[Start of section]
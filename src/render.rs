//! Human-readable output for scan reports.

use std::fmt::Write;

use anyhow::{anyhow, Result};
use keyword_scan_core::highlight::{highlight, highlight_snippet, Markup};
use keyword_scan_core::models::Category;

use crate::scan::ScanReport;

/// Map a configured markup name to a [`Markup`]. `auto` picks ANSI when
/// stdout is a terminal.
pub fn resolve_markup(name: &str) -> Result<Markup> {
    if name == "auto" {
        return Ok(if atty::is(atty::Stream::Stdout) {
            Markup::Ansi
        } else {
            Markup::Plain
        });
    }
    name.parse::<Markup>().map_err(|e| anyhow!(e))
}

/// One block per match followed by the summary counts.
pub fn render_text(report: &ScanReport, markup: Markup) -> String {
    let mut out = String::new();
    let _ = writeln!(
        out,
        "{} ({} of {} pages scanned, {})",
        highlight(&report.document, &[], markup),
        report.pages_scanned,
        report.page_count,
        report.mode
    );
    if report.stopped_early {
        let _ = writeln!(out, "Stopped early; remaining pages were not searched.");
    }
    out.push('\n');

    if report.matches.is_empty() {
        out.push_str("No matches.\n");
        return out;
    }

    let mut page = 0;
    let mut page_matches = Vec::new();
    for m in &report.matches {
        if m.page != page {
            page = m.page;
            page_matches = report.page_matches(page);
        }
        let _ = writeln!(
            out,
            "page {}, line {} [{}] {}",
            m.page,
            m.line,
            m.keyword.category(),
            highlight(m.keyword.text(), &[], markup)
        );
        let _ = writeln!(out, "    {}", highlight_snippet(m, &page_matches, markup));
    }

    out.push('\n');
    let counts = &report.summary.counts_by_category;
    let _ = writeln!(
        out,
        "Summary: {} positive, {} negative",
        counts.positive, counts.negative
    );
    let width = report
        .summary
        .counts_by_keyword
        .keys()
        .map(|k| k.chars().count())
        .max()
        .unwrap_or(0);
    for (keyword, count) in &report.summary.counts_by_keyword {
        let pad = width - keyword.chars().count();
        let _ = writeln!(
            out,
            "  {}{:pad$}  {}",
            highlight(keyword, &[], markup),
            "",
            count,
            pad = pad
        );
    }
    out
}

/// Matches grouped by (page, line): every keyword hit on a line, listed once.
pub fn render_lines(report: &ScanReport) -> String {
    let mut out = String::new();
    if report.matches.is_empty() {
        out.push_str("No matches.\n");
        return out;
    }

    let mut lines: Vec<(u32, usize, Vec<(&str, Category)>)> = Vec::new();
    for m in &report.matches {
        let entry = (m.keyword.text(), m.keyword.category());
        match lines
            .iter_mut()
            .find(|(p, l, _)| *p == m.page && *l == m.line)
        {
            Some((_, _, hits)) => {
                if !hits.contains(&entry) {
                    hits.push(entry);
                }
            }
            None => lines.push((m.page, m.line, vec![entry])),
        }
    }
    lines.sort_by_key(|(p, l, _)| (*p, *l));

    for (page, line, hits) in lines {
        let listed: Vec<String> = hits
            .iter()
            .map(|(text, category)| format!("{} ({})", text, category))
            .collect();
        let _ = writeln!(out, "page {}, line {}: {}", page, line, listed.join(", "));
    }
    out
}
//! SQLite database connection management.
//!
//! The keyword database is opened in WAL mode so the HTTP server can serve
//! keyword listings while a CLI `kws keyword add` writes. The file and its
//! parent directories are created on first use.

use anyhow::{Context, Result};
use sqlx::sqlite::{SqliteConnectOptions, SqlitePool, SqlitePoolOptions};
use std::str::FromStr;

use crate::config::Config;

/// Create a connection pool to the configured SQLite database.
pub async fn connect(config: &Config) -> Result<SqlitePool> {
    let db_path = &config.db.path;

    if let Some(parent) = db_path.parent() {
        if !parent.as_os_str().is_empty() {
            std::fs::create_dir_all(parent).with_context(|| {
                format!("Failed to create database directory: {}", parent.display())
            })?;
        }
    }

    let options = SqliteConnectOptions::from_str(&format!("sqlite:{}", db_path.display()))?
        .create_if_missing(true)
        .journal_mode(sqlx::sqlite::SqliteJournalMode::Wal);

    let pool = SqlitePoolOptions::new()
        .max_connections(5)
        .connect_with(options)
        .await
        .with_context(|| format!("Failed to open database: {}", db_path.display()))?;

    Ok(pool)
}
[End of section]
[Start of section]
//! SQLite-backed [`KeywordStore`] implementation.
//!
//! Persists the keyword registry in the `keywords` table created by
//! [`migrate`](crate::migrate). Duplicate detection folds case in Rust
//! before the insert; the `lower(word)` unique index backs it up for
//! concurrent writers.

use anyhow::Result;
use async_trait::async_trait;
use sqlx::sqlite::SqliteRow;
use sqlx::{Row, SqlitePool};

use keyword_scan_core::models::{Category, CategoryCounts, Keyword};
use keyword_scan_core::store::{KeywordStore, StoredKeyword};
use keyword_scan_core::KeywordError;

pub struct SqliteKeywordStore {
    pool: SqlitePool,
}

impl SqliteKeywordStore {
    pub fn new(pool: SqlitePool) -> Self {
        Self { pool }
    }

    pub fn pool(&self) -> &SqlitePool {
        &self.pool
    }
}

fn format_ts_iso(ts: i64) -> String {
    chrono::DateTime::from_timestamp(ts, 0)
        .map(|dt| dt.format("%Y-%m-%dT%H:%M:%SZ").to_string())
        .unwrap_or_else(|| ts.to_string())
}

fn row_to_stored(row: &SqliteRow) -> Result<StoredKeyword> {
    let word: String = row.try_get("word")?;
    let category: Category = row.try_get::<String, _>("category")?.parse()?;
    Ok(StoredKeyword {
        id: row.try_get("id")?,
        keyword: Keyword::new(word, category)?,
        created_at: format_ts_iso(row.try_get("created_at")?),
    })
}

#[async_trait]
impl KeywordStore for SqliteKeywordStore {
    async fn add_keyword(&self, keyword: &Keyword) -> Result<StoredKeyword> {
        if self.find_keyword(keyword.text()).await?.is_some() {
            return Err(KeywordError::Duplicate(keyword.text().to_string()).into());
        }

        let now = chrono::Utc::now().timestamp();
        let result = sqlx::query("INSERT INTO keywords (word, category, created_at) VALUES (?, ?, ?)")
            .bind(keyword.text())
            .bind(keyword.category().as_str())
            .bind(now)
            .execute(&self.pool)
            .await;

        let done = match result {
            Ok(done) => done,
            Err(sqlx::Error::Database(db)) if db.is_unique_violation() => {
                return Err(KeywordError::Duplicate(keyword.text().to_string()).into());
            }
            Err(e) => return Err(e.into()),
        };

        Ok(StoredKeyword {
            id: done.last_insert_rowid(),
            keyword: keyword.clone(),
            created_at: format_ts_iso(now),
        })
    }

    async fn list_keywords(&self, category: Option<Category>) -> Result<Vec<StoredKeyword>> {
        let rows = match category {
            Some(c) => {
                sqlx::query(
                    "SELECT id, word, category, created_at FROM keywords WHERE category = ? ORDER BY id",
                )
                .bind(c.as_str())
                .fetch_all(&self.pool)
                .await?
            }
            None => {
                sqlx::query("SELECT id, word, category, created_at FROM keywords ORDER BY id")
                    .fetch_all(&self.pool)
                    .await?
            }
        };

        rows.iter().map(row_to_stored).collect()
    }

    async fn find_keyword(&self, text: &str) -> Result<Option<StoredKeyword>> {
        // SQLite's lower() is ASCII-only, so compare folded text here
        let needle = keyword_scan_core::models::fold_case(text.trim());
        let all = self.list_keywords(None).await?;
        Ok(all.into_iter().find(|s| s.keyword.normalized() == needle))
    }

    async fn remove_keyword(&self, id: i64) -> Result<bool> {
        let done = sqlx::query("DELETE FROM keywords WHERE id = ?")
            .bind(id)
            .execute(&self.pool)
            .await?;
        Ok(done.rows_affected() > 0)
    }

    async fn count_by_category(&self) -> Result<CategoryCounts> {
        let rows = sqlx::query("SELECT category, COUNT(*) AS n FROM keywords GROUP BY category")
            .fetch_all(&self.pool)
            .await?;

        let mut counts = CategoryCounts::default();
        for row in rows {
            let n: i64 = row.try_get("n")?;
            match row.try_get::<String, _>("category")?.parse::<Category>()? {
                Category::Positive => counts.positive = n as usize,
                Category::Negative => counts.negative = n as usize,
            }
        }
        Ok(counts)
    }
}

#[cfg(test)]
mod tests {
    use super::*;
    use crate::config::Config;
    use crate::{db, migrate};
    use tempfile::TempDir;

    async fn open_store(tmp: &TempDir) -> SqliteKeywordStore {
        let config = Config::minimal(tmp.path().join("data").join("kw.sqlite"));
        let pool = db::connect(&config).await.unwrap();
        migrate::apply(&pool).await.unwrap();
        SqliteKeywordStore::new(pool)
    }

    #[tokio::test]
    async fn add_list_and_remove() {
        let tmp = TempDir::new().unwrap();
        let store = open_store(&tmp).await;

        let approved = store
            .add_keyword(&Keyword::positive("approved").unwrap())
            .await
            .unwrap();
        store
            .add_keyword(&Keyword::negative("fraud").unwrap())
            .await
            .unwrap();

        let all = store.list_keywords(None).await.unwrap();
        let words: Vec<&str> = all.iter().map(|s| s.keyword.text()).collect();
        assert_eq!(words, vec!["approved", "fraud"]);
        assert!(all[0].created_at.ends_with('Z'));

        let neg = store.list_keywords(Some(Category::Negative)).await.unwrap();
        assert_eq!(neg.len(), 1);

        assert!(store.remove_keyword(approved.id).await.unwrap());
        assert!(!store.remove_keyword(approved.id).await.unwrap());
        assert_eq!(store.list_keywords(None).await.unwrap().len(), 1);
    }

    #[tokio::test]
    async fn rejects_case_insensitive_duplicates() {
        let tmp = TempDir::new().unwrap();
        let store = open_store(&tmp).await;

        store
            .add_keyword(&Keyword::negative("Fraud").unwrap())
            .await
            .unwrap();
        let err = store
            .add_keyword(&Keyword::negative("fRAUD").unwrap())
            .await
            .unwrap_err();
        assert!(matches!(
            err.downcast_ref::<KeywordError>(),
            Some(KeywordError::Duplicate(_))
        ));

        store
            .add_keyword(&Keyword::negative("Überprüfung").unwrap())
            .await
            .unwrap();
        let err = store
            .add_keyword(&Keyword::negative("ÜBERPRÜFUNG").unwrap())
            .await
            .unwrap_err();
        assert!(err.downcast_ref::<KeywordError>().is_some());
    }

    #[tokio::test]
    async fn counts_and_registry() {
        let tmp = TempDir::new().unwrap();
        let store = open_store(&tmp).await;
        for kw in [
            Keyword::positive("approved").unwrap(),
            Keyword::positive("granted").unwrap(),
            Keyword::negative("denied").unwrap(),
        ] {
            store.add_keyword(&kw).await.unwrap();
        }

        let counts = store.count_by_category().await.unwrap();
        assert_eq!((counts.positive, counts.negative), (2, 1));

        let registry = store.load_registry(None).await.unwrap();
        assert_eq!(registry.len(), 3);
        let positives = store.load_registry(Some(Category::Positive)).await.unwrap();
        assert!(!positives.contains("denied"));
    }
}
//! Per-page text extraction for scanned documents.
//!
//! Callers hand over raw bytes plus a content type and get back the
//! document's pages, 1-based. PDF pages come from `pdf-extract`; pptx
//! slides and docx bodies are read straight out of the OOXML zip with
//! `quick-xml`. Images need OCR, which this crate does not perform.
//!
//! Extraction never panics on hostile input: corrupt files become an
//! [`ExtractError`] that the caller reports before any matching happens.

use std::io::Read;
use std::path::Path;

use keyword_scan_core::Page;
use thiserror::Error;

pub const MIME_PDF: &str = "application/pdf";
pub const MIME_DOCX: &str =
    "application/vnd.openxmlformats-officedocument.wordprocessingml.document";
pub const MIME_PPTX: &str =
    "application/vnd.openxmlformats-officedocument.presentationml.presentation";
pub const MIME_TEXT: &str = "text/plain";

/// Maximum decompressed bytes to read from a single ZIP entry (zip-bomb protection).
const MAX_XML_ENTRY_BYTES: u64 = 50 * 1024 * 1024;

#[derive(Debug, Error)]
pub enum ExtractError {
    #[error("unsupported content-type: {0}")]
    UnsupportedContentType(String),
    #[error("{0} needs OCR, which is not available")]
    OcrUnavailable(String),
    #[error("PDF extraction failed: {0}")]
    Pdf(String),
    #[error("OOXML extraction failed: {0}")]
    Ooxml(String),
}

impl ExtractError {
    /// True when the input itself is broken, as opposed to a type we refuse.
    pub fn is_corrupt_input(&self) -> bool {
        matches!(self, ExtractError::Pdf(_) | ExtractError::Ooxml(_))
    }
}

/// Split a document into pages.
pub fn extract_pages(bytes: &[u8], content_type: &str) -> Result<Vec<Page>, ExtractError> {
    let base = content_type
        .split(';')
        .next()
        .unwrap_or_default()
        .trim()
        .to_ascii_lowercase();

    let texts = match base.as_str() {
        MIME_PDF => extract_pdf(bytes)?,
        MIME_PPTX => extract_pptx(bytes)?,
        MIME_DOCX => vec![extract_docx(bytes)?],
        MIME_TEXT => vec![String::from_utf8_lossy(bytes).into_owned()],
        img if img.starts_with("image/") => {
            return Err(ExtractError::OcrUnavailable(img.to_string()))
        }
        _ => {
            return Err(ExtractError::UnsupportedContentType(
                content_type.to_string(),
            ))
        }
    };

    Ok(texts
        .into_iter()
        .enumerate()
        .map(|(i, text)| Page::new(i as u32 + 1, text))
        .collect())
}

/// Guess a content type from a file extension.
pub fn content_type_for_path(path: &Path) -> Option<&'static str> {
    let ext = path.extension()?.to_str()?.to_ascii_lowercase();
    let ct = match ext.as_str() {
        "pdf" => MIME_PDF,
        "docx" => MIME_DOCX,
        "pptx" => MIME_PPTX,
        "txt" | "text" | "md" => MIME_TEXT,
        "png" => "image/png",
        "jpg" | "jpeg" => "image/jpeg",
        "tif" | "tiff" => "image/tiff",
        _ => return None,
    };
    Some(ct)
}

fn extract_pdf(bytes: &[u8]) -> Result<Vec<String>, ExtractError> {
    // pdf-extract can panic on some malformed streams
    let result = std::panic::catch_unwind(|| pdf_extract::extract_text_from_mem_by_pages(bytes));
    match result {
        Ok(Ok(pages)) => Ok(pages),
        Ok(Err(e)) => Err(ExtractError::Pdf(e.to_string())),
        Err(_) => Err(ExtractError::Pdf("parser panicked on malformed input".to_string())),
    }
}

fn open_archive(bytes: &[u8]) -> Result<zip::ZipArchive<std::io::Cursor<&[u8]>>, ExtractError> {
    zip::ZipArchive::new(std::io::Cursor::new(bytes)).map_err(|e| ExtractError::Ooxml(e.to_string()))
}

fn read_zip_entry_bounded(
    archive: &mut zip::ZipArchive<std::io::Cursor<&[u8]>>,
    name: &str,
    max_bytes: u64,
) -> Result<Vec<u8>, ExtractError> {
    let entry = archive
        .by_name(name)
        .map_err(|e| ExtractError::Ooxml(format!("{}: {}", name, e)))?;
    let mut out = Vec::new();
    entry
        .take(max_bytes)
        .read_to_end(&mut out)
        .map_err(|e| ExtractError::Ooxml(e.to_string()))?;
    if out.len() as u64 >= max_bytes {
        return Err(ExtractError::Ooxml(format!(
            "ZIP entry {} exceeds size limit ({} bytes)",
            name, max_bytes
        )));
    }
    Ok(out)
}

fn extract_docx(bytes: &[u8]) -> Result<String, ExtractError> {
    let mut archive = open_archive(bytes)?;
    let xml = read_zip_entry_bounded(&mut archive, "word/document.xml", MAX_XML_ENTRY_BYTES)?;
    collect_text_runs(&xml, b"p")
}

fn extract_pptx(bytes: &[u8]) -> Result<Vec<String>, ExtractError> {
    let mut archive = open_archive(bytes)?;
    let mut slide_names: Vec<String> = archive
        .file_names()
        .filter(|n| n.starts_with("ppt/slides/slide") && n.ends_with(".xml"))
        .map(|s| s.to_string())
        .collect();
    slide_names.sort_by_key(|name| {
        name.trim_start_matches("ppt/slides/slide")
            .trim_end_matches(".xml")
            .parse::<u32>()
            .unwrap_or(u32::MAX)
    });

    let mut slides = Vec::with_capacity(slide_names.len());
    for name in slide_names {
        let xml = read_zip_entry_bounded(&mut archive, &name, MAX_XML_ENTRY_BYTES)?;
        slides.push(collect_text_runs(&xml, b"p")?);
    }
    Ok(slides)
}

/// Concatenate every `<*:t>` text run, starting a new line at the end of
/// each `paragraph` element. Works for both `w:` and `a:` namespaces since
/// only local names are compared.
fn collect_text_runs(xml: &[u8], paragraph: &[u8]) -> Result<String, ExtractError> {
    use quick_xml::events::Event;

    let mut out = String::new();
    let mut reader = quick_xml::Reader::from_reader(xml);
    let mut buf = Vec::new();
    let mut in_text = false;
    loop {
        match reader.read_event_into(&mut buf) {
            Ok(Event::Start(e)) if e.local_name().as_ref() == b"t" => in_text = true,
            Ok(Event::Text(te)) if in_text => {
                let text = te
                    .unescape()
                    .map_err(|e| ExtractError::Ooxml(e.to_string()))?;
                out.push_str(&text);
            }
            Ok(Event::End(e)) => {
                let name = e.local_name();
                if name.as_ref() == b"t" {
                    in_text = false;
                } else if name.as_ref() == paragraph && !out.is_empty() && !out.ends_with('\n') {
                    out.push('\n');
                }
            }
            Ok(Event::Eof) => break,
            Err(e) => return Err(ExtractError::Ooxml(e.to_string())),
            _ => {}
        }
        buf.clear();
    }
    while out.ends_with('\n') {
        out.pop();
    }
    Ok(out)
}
[End of section]
[Start of section]
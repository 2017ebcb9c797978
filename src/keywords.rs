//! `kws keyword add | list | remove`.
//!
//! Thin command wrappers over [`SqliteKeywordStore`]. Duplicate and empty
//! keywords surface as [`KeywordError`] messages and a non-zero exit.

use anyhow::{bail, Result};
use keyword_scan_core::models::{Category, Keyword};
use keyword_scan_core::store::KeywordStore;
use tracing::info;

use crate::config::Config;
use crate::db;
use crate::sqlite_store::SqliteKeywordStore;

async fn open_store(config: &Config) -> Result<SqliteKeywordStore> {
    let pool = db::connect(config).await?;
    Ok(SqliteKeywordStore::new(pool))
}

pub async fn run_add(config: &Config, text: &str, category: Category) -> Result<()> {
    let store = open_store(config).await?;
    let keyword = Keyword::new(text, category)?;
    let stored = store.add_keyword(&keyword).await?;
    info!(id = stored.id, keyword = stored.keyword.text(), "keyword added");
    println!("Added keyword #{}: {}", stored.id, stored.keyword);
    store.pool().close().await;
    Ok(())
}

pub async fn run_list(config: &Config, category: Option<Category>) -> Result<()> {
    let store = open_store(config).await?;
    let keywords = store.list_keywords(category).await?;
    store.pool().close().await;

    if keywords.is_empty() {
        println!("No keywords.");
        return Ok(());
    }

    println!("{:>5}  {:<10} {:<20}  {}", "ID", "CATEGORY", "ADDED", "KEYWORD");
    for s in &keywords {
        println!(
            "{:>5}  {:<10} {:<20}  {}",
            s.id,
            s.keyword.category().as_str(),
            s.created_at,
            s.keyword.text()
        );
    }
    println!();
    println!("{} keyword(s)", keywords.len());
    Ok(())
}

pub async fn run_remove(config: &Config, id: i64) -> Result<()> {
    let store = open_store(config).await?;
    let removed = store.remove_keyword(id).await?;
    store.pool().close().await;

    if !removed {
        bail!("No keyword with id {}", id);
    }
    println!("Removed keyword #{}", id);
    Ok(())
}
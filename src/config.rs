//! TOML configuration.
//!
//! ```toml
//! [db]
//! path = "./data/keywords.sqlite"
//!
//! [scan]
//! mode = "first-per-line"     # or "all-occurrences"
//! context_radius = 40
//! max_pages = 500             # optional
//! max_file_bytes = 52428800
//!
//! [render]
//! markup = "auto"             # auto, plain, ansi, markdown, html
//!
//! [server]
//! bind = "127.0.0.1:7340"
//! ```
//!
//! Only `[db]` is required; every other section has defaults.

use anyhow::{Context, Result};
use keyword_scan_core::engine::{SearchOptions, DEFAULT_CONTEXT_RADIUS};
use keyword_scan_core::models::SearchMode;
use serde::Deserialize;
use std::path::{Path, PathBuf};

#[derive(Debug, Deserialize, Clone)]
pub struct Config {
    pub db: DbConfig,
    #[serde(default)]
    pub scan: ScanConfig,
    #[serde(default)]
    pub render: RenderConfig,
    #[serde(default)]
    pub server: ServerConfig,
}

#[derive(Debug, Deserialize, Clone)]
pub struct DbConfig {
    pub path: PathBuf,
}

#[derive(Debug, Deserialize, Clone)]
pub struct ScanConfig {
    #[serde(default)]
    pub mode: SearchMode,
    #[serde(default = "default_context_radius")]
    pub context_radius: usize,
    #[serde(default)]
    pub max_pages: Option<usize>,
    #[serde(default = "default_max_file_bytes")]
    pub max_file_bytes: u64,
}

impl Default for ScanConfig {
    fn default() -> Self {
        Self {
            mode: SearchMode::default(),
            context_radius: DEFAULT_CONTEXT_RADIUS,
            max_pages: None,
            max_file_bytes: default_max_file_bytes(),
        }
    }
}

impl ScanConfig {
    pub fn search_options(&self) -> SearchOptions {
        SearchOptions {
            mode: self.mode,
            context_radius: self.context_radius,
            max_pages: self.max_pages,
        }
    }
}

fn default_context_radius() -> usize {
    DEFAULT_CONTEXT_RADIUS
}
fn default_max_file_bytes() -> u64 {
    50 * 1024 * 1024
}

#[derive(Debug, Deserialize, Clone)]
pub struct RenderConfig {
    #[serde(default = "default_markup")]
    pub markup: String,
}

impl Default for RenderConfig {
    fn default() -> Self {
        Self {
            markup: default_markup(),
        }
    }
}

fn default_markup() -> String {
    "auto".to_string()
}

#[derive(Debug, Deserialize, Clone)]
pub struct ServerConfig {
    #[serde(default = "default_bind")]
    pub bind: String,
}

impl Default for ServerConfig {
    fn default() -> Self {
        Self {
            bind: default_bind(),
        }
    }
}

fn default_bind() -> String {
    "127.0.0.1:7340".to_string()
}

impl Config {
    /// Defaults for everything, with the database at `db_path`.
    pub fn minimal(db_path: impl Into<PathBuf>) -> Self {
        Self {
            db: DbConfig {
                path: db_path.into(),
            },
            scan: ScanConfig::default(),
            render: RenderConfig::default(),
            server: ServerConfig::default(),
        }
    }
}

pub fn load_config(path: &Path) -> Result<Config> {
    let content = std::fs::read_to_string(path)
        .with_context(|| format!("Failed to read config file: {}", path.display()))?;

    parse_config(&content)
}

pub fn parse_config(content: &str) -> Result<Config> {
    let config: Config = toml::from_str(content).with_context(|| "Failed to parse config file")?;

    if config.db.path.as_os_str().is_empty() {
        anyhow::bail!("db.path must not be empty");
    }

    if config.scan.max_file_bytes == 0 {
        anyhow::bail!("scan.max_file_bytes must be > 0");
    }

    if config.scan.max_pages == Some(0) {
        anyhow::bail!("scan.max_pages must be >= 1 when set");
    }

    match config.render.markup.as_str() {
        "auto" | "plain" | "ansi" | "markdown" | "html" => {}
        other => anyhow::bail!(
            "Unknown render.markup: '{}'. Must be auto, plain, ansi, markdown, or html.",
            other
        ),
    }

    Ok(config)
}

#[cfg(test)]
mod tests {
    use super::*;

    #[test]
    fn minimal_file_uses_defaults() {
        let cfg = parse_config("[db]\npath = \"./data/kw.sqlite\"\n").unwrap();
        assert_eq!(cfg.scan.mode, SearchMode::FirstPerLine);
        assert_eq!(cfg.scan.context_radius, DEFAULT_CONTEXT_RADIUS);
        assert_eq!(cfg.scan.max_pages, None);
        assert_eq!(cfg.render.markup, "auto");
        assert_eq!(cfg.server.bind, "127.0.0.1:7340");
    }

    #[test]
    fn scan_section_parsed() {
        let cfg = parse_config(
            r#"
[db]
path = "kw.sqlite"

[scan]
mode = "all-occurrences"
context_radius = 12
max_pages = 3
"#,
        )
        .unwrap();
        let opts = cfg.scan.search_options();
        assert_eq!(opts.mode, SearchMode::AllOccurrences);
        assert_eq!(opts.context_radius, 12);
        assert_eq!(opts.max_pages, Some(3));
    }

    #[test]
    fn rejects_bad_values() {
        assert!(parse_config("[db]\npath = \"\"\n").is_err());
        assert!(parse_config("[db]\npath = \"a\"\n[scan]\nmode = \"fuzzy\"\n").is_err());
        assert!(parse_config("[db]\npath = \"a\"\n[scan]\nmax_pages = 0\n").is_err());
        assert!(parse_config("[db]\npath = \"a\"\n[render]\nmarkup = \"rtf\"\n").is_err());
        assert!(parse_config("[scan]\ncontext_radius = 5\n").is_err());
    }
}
[End of section]
WORK TO COMPLETE: Pull every line containing "markdown" out of the data above.

ANSWER TO THE EXERCISE:
//! markup = "auto"             # auto, plain, ansi, markdown, html
        "auto" | "plain" | "ansi" | "markdown" | "html" => {}
            "Unknown render.markup: '{}'. Must be auto, plain, ansi, markdown, or html.",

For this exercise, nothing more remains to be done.